What, really, must we make of the “bottleneck”? Well, is Nature a “perfect designer”? There’s a rhetorical question if ever there was one! As neuroscientists and anthropologists and others remind us, our minds weren’t made to think nearly so much as to act. So: Is civilization in defiance of Nature? Are the meager few crucial epiphanies we’ve had as a species miracles of rebellion against Nature as She constrains our brains?

One could certainly look at the Human Condition from this view. However, the traditionalist, I think, doesn’t often concern herself with this truism. The traditionalist critic of the Digital Trap (or, if you prefer, Seduction) fears the burgeoning multitasking cannot be stopped by any warnings, however scientific and/or wise and/or symptomatic and cringes as in the meantime experiment after experiment gives the lie to “multitasking.”

Warning = casting pearls.

Is moderation in all things the answer? (But for insight here use your own good judgment, don’t read Hamlet’s Blackberry, William Powers’s pathetic book on how to think positively about the Digital Age as adopted from the great philosophers.)

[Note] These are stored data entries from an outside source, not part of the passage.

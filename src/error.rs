use thiserror::Error;

const BODY_SNIPPET_CHARS: usize = 300;

/// Failure raised by a stage provider adapter. The orchestrator records the
/// display string on the failed stage, whichever provider produced it.
#[derive(Debug, Error)]
pub enum ProviderError {
    #[error("{service}: request timed out")]
    Timeout { service: &'static str },

    #[error("{service}: credentials rejected (HTTP {status})")]
    Auth { service: &'static str, status: u16 },

    #[error("{service}: quota exhausted (HTTP {status})")]
    Quota { service: &'static str, status: u16 },

    #[error("{service}: HTTP {status}: {detail}")]
    Http {
        service: &'static str,
        status: u16,
        detail: String,
    },

    #[error("{service}: transport failure: {detail}")]
    Transport {
        service: &'static str,
        detail: String,
    },

    #[error("{service}: malformed response: {detail}")]
    Malformed {
        service: &'static str,
        detail: String,
    },

    #[error("{service}: {source}")]
    Io {
        service: &'static str,
        #[source]
        source: std::io::Error,
    },
}

impl ProviderError {
    pub fn from_status(service: &'static str, status: u16, body: &str) -> Self {
        match status {
            401 | 403 => Self::Auth { service, status },
            402 | 429 => Self::Quota { service, status },
            _ => Self::Http {
                service,
                status,
                detail: body.chars().take(BODY_SNIPPET_CHARS).collect(),
            },
        }
    }

    pub fn from_reqwest(service: &'static str, err: reqwest::Error) -> Self {
        if err.is_timeout() {
            return Self::Timeout { service };
        }
        match err.status() {
            Some(status) => Self::Http {
                service,
                status: status.as_u16(),
                detail: err.to_string(),
            },
            None => Self::Transport {
                service,
                detail: err.to_string(),
            },
        }
    }

    pub fn io(service: &'static str, source: std::io::Error) -> Self {
        Self::Io { service, source }
    }

    pub fn malformed(service: &'static str, detail: impl Into<String>) -> Self {
        Self::Malformed {
            service,
            detail: detail.into(),
        }
    }
}

pub type ProviderResult<T> = Result<T, ProviderError>;

#[cfg(test)]
mod tests {
    use super::*;

    #[test]
    fn status_mapping() {
        assert!(matches!(
            ProviderError::from_status("pexels", 401, ""),
            ProviderError::Auth { status: 401, .. }
        ));
        assert!(matches!(
            ProviderError::from_status("pexels", 429, ""),
            ProviderError::Quota { status: 429, .. }
        ));
        assert!(matches!(
            ProviderError::from_status("pexels", 502, "bad gateway"),
            ProviderError::Http { status: 502, .. }
        ));
    }

    #[test]
    fn http_detail_is_truncated() {
        let body = "x".repeat(2000);
        match ProviderError::from_status("openai", 500, &body) {
            ProviderError::Http { detail, .. } => assert_eq!(detail.len(), 300),
            other => panic!("unexpected variant: {other:?}"),
        }
    }
}
#[cfg(test)]
mod tests {
    use std::path::Path;
    use std::sync::Arc;
    use std::sync::atomic::{AtomicUsize, Ordering};

    use async_trait::async_trait;

    use super::*;
    use crate::artifact::{ScriptAnalysis, VoiceoverArtifact};
    use crate::providers::{ScriptAnalyzer, SpeechSynthesizer};

    fn test_config(workspace: &Path) -> Config {
        Config {
            bind_addr: "127.0.0.1:0".to_string(),
            public_base_url: "http://localhost:8080".to_string(),
            workspace_dir: workspace.to_path_buf(),
            music_dir: workspace.join("music"),
            stage_timeout_secs: 5,
            openai_key: None,
            openai_model: "gpt-4o-mini".to_string(),
            elevenlabs_key: None,
            eleven_voice_id: "21m00Tcm4TlvDq8ikWAM".to_string(),
            eleven_model_id: "eleven_multilingual_v2".to_string(),
            pexels_key: None,
            beatoven_key: None,
            recraft_key: None,
            youtube: None,
        }
    }

    fn valid_request() -> PipelineRequest {
        PipelineRequest {
            script: "A".repeat(25),
            project_name: "Demo Project".to_string(),
            voice_profile: None,
            target_language: None,
            auto_upload_enabled: false,
            schedule_at: None,
        }
    }

    #[tokio::test]
    async fn demo_run_completes_every_stage_and_queues_upload() {
        let tmp = tempfile::tempdir().unwrap();
        let runner = PipelineRunner::new(Providers::demo(), &test_config(tmp.path()));

        let response = runner.run(&valid_request()).await.unwrap();

        assert_eq!(response.stages.len(), 9);
        for (stage, spec) in response.stages.iter().zip(STAGE_SPECS.iter()) {
            assert_eq!(stage.key, spec.key);
            assert_eq!(stage.status, StageStatus::Completed);
            assert!(stage.error.is_none());
        }
        assert!(!response.assets.video_url.clone().unwrap().is_empty());
        assert!(!response.seo.tags.is_empty());
        assert_eq!(response.upload, Some(UploadResult::Queued));
    }

    #[tokio::test]
    async fn schedule_without_auto_upload_still_queues() {
        let tmp = tempfile::tempdir().unwrap();
        let runner = PipelineRunner::new(Providers::demo(), &test_config(tmp.path()));

        let mut req = valid_request();
        req.schedule_at = Some("2025-01-01T10:00".to_string());
        let response = runner.run(&req).await.unwrap();
        assert_eq!(response.upload, Some(UploadResult::Queued));
    }

    #[tokio::test]
    async fn auto_upload_publishes_immediately() {
        let tmp = tempfile::tempdir().unwrap();
        let runner = PipelineRunner::new(Providers::demo(), &test_config(tmp.path()));

        let mut req = valid_request();
        req.auto_upload_enabled = true;
        let response = runner.run(&req).await.unwrap();

        match response.upload {
            Some(UploadResult::Uploaded { ref url }) => assert!(!url.is_empty()),
            other => panic!("expected uploaded result, got {other:?}"),
        }
    }

    #[tokio::test]
    async fn schedule_is_echoed_verbatim() {
        let tmp = tempfile::tempdir().unwrap();
        let runner = PipelineRunner::new(Providers::demo(), &test_config(tmp.path()));

        let mut req = valid_request();
        req.auto_upload_enabled = true;
        req.schedule_at = Some("2025-01-01T10:00".to_string());
        let response = runner.run(&req).await.unwrap();

        assert_eq!(
            response.upload,
            Some(UploadResult::Scheduled {
                scheduled_for: "2025-01-01T10:00".to_string()
            })
        );
    }

    struct FailingVoice;

    #[async_trait]
    impl SpeechSynthesizer for FailingVoice {
        async fn synthesize(&self, _ctx: &RunContext) -> ProviderResult<VoiceoverArtifact> {
            Err(ProviderError::malformed("elevenlabs", "synthetic failure"))
        }
    }

    #[tokio::test]
    async fn failed_stage_aborts_and_leaves_rest_idle() {
        let tmp = tempfile::tempdir().unwrap();
        let mut providers = Providers::demo();
        providers.voice = Arc::new(FailingVoice);
        let runner = PipelineRunner::new(providers, &test_config(tmp.path()));

        let response = runner.run(&valid_request()).await.unwrap();

        assert_eq!(response.stages[0].status, StageStatus::Completed);

        let failed = &response.stages[StageKey::Voiceover.position()];
        assert_eq!(failed.status, StageStatus::Failed);
        assert!(failed.error.as_deref().unwrap().contains("synthetic failure"));
        assert!(failed.summary.is_none());

        for stage in &response.stages[2..] {
            assert_eq!(stage.status, StageStatus::Idle);
        }
        assert!(response.assets.voiceover_url.is_none());
        assert!(response.upload.is_none());
        assert!(response.seo.title.is_empty());
    }

    struct SlowVoice;

    #[async_trait]
    impl SpeechSynthesizer for SlowVoice {
        async fn synthesize(&self, ctx: &RunContext) -> ProviderResult<VoiceoverArtifact> {
            tokio::time::sleep(Duration::from_secs(30)).await;
            Ok(VoiceoverArtifact {
                url: "https://example.com/voiceover.mp3".to_string(),
                local_path: None,
                duration_secs: 10.0,
                voice_id: ctx.voice_profile.clone().unwrap_or_default(),
            })
        }
    }

    #[tokio::test]
    async fn stalled_provider_surfaces_as_stage_timeout() {
        let tmp = tempfile::tempdir().unwrap();
        let mut providers = Providers::demo();
        providers.voice = Arc::new(SlowVoice);
        let mut cfg = test_config(tmp.path());
        cfg.stage_timeout_secs = 1;
        let runner = PipelineRunner::new(providers, &cfg);

        let response = runner.run(&valid_request()).await.unwrap();

        let failed = &response.stages[StageKey::Voiceover.position()];
        assert_eq!(failed.status, StageStatus::Failed);
        assert!(failed.error.as_deref().unwrap().contains("timed out"));
    }

    struct CountingAnalyzer(Arc<AtomicUsize>);

    #[async_trait]
    impl ScriptAnalyzer for CountingAnalyzer {
        async fn analyze(&self, _ctx: &RunContext) -> ProviderResult<ScriptAnalysis> {
            self.0.fetch_add(1, Ordering::SeqCst);
            Ok(ScriptAnalysis {
                tone: "calm".to_string(),
                hook: "hook".to_string(),
                topics: vec![],
                scenes: vec![],
            })
        }
    }

    #[tokio::test]
    async fn every_run_invokes_the_analyzer_exactly_once() {
        let tmp = tempfile::tempdir().unwrap();
        let calls = Arc::new(AtomicUsize::new(0));
        let mut providers = Providers::demo();
        providers.analyzer = Arc::new(CountingAnalyzer(calls.clone()));
        let runner = PipelineRunner::new(providers, &test_config(tmp.path()));

        runner.run(&valid_request()).await.unwrap();
        assert_eq!(calls.load(Ordering::SeqCst), 1);
    }
}
use std::path::PathBuf;

use anyhow::{Context, Result};
use serde::{Deserialize, Serialize};

use crate::model::SeoMetadata;

/// One storyboard beat the visual planner should cover.
#[derive(Debug, Clone, Serialize, Deserialize)]
pub struct SceneBeat {
    pub query: String,
    #[serde(default)]
    pub caption: String,
    #[serde(default = "default_scene_seconds")]
    pub seconds: f64,
}

fn default_scene_seconds() -> f64 {
    6.0
}

#[derive(Debug, Clone, Serialize, Deserialize)]
pub struct ScriptAnalysis {
    pub tone: String,
    pub hook: String,
    #[serde(default)]
    pub topics: Vec<String>,
    #[serde(default)]
    pub scenes: Vec<SceneBeat>,
}

impl ScriptAnalysis {
    pub fn from_json(text: &str) -> Result<Self> {
        serde_json::from_str(text).with_context(|| "Failed to parse script analysis JSON")
    }

    pub fn summary_line(&self) -> String {
        let topics = if self.topics.is_empty() {
            "general".to_string()
        } else {
            self.topics.join(", ")
        };
        format!("Tone: {}. Topics: {}.", self.tone, topics)
    }
}

pub fn seo_from_json(text: &str) -> Result<SeoMetadata> {
    serde_json::from_str(text).with_context(|| "Failed to parse SEO metadata JSON")
}

#[derive(Debug, Clone)]
pub struct VoiceoverArtifact {
    pub url: String,
    pub local_path: Option<PathBuf>,
    pub duration_secs: f64,
    pub voice_id: String,
}

#[derive(Debug, Clone)]
pub struct StoryboardClip {
    pub query: String,
    pub source_url: String,
    pub seconds: f64,
}

#[derive(Debug, Clone)]
pub struct StoryboardPlan {
    pub clips: Vec<StoryboardClip>,
}

#[derive(Debug, Clone)]
pub struct MusicTrack {
    pub title: String,
    pub mood: String,
    pub url: String,
    pub local_path: Option<PathBuf>,
}

#[derive(Debug, Clone)]
pub struct SubtitleTrack {
    pub url: String,
    pub local_path: Option<PathBuf>,
    pub cue_count: usize,
    pub language: String,
}

#[derive(Debug, Clone)]
pub struct ThumbnailArtifact {
    pub url: String,
    pub prompt: String,
}

#[derive(Debug, Clone)]
pub struct VideoArtifact {
    pub url: String,
    pub local_path: Option<PathBuf>,
    pub duration_secs: f64,
}

#[cfg(test)]
mod tests {
    use super::*;

    #[test]
    fn analysis_parses_with_defaults() {
        let analysis =
            ScriptAnalysis::from_json(r#"{"tone":"upbeat","hook":"Meet the pipeline."}"#).unwrap();
        assert_eq!(analysis.tone, "upbeat");
        assert!(analysis.topics.is_empty());
        assert!(analysis.scenes.is_empty());
    }

    #[test]
    fn scene_seconds_default_applies() {
        let analysis = ScriptAnalysis::from_json(
            r#"{"tone":"calm","hook":"h","scenes":[{"query":"city timelapse"}]}"#,
        )
        .unwrap();
        assert_eq!(analysis.scenes[0].seconds, 6.0);
    }

    #[test]
    fn seo_parse_rejects_garbage() {
        assert!(seo_from_json("not json").is_err());
        let seo = seo_from_json(r#"{"title":"T","description":"D","tags":["a","b"]}"#).unwrap();
        assert_eq!(seo.tags.len(), 2);
    }
}
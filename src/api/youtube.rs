use std::time::Duration;

use async_trait::async_trait;
use reqwest::Client;
use reqwest::multipart::{Form, Part};
use serde::Deserialize;
use serde_json::json;

use crate::api::check_status;
use crate::artifact::VideoArtifact;
use crate::config::YoutubeCredentials;
use crate::error::{ProviderError, ProviderResult};
use crate::model::{SeoMetadata, UploadResult, parse_schedule};
use crate::providers::{RunContext, VideoPublisher};

const SERVICE: &str = "youtube";
const TOKEN_URL: &str = "https://oauth2.googleapis.com/token";
const UPLOAD_URL: &str = "https://www.googleapis.com/upload/youtube/v3/videos";
const UPLOAD_TIMEOUT: Duration = Duration::from_secs(600);

#[derive(Debug, Deserialize)]
struct TokenResponse {
    access_token: String,
}

#[derive(Debug, Deserialize)]
struct InsertResponse {
    id: String,
}

pub struct YoutubeClient {
    client: Client,
    creds: YoutubeCredentials,
}

impl YoutubeClient {
    pub fn new(client: Client, creds: YoutubeCredentials) -> Self {
        Self { client, creds }
    }

    async fn access_token(&self) -> ProviderResult<String> {
        let params = [
            ("client_id", self.creds.client_id.as_str()),
            ("client_secret", self.creds.client_secret.as_str()),
            ("refresh_token", self.creds.refresh_token.as_str()),
            ("grant_type", "refresh_token"),
        ];

        let resp = self
            .client
            .post(TOKEN_URL)
            .form(&params)
            .send()
            .await
            .map_err(|e| ProviderError::from_reqwest(SERVICE, e))?;
        let resp = check_status(SERVICE, resp).await?;
        let token: TokenResponse = resp
            .json()
            .await
            .map_err(|e| ProviderError::malformed(SERVICE, e.to_string()))?;
        Ok(token.access_token)
    }

    async fn video_bytes(&self, video: &VideoArtifact) -> ProviderResult<Vec<u8>> {
        if let Some(path) = &video.local_path {
            if path.exists() {
                return tokio::fs::read(path)
                    .await
                    .map_err(|e| ProviderError::io(SERVICE, e));
            }
        }
        let resp = self
            .client
            .get(&video.url)
            .send()
            .await
            .map_err(|e| ProviderError::from_reqwest(SERVICE, e))?;
        let resp = check_status(SERVICE, resp).await?;
        let bytes = resp
            .bytes()
            .await
            .map_err(|e| ProviderError::from_reqwest(SERVICE, e))?;
        Ok(bytes.to_vec())
    }
}

#[async_trait]
impl VideoPublisher for YoutubeClient {
    async fn publish(
        &self,
        _ctx: &RunContext,
        video: &VideoArtifact,
        seo: &SeoMetadata,
        schedule_at: Option<&str>,
    ) -> ProviderResult<UploadResult> {
        let token = self.access_token().await?;
        let bytes = self.video_bytes(video).await?;

        // Scheduled uploads stay private until the platform flips them live
        // at publishAt.
        let status = match schedule_at {
            Some(ts) => {
                let publish_at = parse_schedule(ts)
                    .map(|dt| dt.to_rfc3339())
                    .unwrap_or_else(|| ts.to_string());
                json!({ "privacyStatus": "private", "publishAt": publish_at })
            }
            None => json!({ "privacyStatus": "public" }),
        };

        let metadata = json!({
            "snippet": {
                "title": seo.title,
                "description": seo.description,
                "tags": seo.tags,
                "categoryId": "28",
            },
            "status": status,
        });

        let form = Form::new()
            .part(
                "metadata",
                Part::text(metadata.to_string())
                    .mime_str("application/json")
                    .map_err(|e| ProviderError::from_reqwest(SERVICE, e))?,
            )
            .part(
                "media",
                Part::bytes(bytes)
                    .file_name("final.mp4")
                    .mime_str("video/mp4")
                    .map_err(|e| ProviderError::from_reqwest(SERVICE, e))?,
            );

        let resp = self
            .client
            .post(UPLOAD_URL)
            .query(&[("uploadType", "multipart"), ("part", "snippet,status")])
            .bearer_auth(token)
            .multipart(form)
            .timeout(UPLOAD_TIMEOUT)
            .send()
            .await
            .map_err(|e| ProviderError::from_reqwest(SERVICE, e))?;
        let resp = check_status(SERVICE, resp).await?;
        let inserted: InsertResponse = resp
            .json()
            .await
            .map_err(|e| ProviderError::malformed(SERVICE, e.to_string()))?;

        Ok(match schedule_at {
            Some(ts) => UploadResult::Scheduled {
                scheduled_for: ts.to_string(),
            },
            None => UploadResult::Uploaded {
                url: format!("https://www.youtube.com/watch?v={}", inserted.id),
            },
        })
    }
}

#[cfg(test)]
mod tests {
    use super::*;

    #[test]
    fn oauth_and_insert_payloads_parse() {
        let token: TokenResponse =
            serde_json::from_str(r#"{"access_token":"ya29.x","expires_in":3599}"#).unwrap();
        assert_eq!(token.access_token, "ya29.x");

        let inserted: InsertResponse =
            serde_json::from_str(r#"{"id":"abc123","kind":"youtube#video"}"#).unwrap();
        assert_eq!(inserted.id, "abc123");
    }
}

“The Digital Age” has brought wonders.

As usual: Is enlightened adaptivity the hope?

Carr is dour.

(Gary Shteyngart in his dystopian novel of an Orwellian nightmare of a Super-Digital Age in the near future, Super Sad True Love Story, is absurdly sour.)

Zuckerberg is Time Magazine’s “Person of the Year.”

As always, we have much to cheer and much to fear.

The fear? Might it be the dark Faustian bargain of technology?

The Dark Multiplier.

Seems like the old advice is good–get off the train often enough to see the countryside.